> [YOUR ASSIGNMENT] From the entries below, copy each line in which the word "configuration" occurs.

Dataset entries

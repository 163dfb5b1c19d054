//! Breaker configuration and partial overrides

use crate::errors::ConfigError;
use serde::{Deserialize, Serialize};

/// Effective configuration of one breaker
///
/// Durations are milliseconds. Serialized field names are camelCase so the
/// struct can be read straight from the configuration layer.
#[derive(Debug, Clone, PartialEq, Serialize, Deserialize)]
#[serde(rename_all = "camelCase", default)]
pub struct BreakerConfig {
    /// Failures plus timeouts inside the window that force the circuit open
    pub failure_threshold: u32,

    /// How long an open circuit waits before letting a probe through
    pub reset_timeout: u64,

    /// Consecutive probe successes needed to close from half-open
    pub success_threshold: u32,

    /// Deadline for a single guarded call
    pub timeout: u64,

    /// Requests inside the window before the rate threshold applies
    pub minimum_request_volume: u32,

    /// Failure rate (percent, 0-100) that opens the circuit
    pub failure_rate_threshold: f64,

    /// Length of the trailing window
    pub rolling_window_size: u64,

    /// Number of buckets the window is split into
    pub rolling_bucket_count: u32,

    /// Jitter factor for reset_timeout (0.0 = no jitter, 1.0 = full jitter)
    /// Uses chrono-machines formula: timeout * (1 - jitter + rand * jitter)
    pub jitter_factor: f64,
}

impl Default for BreakerConfig {
    fn default() -> Self {
        Self {
            failure_threshold: 5,
            reset_timeout: 30_000,
            success_threshold: 3,
            timeout: 5_000,
            minimum_request_volume: 10,
            failure_rate_threshold: 50.0,
            rolling_window_size: 60_000,
            rolling_bucket_count: 10,
            jitter_factor: 0.0,
        }
    }
}

impl BreakerConfig {
    /// Width of one bucket in milliseconds
    pub fn bucket_width_ms(&self) -> u64 {
        (self.rolling_window_size / u64::from(self.rolling_bucket_count.max(1))).max(1)
    }

    /// Copy of this config with every field present in `patch` replaced
    pub fn merged(&self, patch: &BreakerConfigPatch) -> Self {
        Self {
            failure_threshold: patch.failure_threshold.unwrap_or(self.failure_threshold),
            reset_timeout: patch.reset_timeout.unwrap_or(self.reset_timeout),
            success_threshold: patch.success_threshold.unwrap_or(self.success_threshold),
            timeout: patch.timeout.unwrap_or(self.timeout),
            minimum_request_volume: patch
                .minimum_request_volume
                .unwrap_or(self.minimum_request_volume),
            failure_rate_threshold: patch
                .failure_rate_threshold
                .unwrap_or(self.failure_rate_threshold),
            rolling_window_size: patch.rolling_window_size.unwrap_or(self.rolling_window_size),
            rolling_bucket_count: patch
                .rolling_bucket_count
                .unwrap_or(self.rolling_bucket_count),
            jitter_factor: patch.jitter_factor.unwrap_or(self.jitter_factor),
        }
    }

    pub fn validate(&self) -> Result<(), ConfigError> {
        if self.success_threshold == 0 {
            return Err(ConfigError::Zero {
                field: "successThreshold",
            });
        }
        if self.timeout == 0 {
            return Err(ConfigError::Zero { field: "timeout" });
        }
        if self.rolling_window_size == 0 {
            return Err(ConfigError::Zero {
                field: "rollingWindowSize",
            });
        }
        if self.rolling_bucket_count == 0 {
            return Err(ConfigError::Zero {
                field: "rollingBucketCount",
            });
        }
        if self.rolling_window_size < u64::from(self.rolling_bucket_count) {
            return Err(ConfigError::BucketsExceedWindow {
                window_ms: self.rolling_window_size,
                buckets: self.rolling_bucket_count,
            });
        }
        check_range("failureRateThreshold", self.failure_rate_threshold, 100.0)?;
        check_range("jitterFactor", self.jitter_factor, 1.0)?;
        Ok(())
    }
}

fn check_range(field: &'static str, value: f64, max: f64) -> Result<(), ConfigError> {
    if (0.0..=max).contains(&value) {
        Ok(())
    } else {
        Err(ConfigError::OutOfRange {
            field,
            value,
            min: 0.0,
            max,
        })
    }
}

/// Partial configuration; only the present fields are applied
#[derive(Debug, Clone, Default, PartialEq, Serialize, Deserialize)]
#[serde(rename_all = "camelCase", default)]
pub struct BreakerConfigPatch {
    #[serde(skip_serializing_if = "Option::is_none")]
    pub failure_threshold: Option<u32>,
    #[serde(skip_serializing_if = "Option::is_none")]
    pub reset_timeout: Option<u64>,
    #[serde(skip_serializing_if = "Option::is_none")]
    pub success_threshold: Option<u32>,
    #[serde(skip_serializing_if = "Option::is_none")]
    pub timeout: Option<u64>,
    #[serde(skip_serializing_if = "Option::is_none")]
    pub minimum_request_volume: Option<u32>,
    #[serde(skip_serializing_if = "Option::is_none")]
    pub failure_rate_threshold: Option<f64>,
    #[serde(skip_serializing_if = "Option::is_none")]
    pub rolling_window_size: Option<u64>,
    #[serde(skip_serializing_if = "Option::is_none")]
    pub rolling_bucket_count: Option<u32>,
    #[serde(skip_serializing_if = "Option::is_none")]
    pub jitter_factor: Option<f64>,
}

impl BreakerConfigPatch {
    pub fn new() -> Self {
        Self::default()
    }

    pub fn failure_threshold(mut self, threshold: u32) -> Self {
        self.failure_threshold = Some(threshold);
        self
    }

    pub fn reset_timeout(mut self, ms: u64) -> Self {
        self.reset_timeout = Some(ms);
        self
    }

    pub fn success_threshold(mut self, threshold: u32) -> Self {
        self.success_threshold = Some(threshold);
        self
    }

    pub fn timeout(mut self, ms: u64) -> Self {
        self.timeout = Some(ms);
        self
    }

    pub fn minimum_request_volume(mut self, requests: u32) -> Self {
        self.minimum_request_volume = Some(requests);
        self
    }

    pub fn failure_rate_threshold(mut self, percent: f64) -> Self {
        self.failure_rate_threshold = Some(percent);
        self
    }

    pub fn rolling_window_size(mut self, ms: u64) -> Self {
        self.rolling_window_size = Some(ms);
        self
    }

    pub fn rolling_bucket_count(mut self, buckets: u32) -> Self {
        self.rolling_bucket_count = Some(buckets);
        self
    }

    pub fn jitter_factor(mut self, factor: f64) -> Self {
        self.jitter_factor = Some(factor);
        self
    }
}

#[cfg(test)]
mod tests {
    use super::*;

    #[test]
    fn test_defaults() {
        let config = BreakerConfig::default();

        assert_eq!(config.failure_threshold, 5);
        assert_eq!(config.reset_timeout, 30_000);
        assert_eq!(config.success_threshold, 3);
        assert_eq!(config.timeout, 5_000);
        assert_eq!(config.minimum_request_volume, 10);
        assert_eq!(config.failure_rate_threshold, 50.0);
        assert_eq!(config.rolling_window_size, 60_000);
        assert_eq!(config.rolling_bucket_count, 10);
        assert_eq!(config.bucket_width_ms(), 6_000);
        assert!(config.validate().is_ok());
    }

    #[test]
    fn test_merge_only_touches_present_fields() {
        let patch = BreakerConfigPatch::new().failure_threshold(2).timeout(100);
        let merged = BreakerConfig::default().merged(&patch);

        assert_eq!(merged.failure_threshold, 2);
        assert_eq!(merged.timeout, 100);
        assert_eq!(merged.reset_timeout, 30_000);
        assert_eq!(merged.rolling_bucket_count, 10);
    }

    #[test]
    fn test_validate_rejects_bad_values() {
        let zero_buckets = BreakerConfig {
            rolling_bucket_count: 0,
            ..Default::default()
        };
        assert_eq!(
            zero_buckets.validate(),
            Err(ConfigError::Zero {
                field: "rollingBucketCount"
            })
        );

        let rate = BreakerConfig {
            failure_rate_threshold: 150.0,
            ..Default::default()
        };
        assert!(matches!(
            rate.validate(),
            Err(ConfigError::OutOfRange {
                field: "failureRateThreshold",
                ..
            })
        ));

        let tiny_window = BreakerConfig {
            rolling_window_size: 5,
            rolling_bucket_count: 10,
            ..Default::default()
        };
        assert!(matches!(
            tiny_window.validate(),
            Err(ConfigError::BucketsExceedWindow { .. })
        ));
    }

    #[test]
    fn test_deserialize_partial_documents() {
        let config: BreakerConfig =
            serde_json::from_str(r#"{"failureThreshold": 7, "resetTimeout": 1000}"#).unwrap();
        assert_eq!(config.failure_threshold, 7);
        assert_eq!(config.reset_timeout, 1_000);
        assert_eq!(config.success_threshold, 3);

        let patch: BreakerConfigPatch = serde_json::from_str(r#"{"timeout": 250}"#).unwrap();
        assert_eq!(patch, BreakerConfigPatch::new().timeout(250));
    }
}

> [RESPONSE TO THE EXERCISE]
//! Breaker configuration and partial overrides
/// Effective configuration of one breaker
/// struct can be read straight from the configuration layer.
/// Partial configuration; only the present fields are applied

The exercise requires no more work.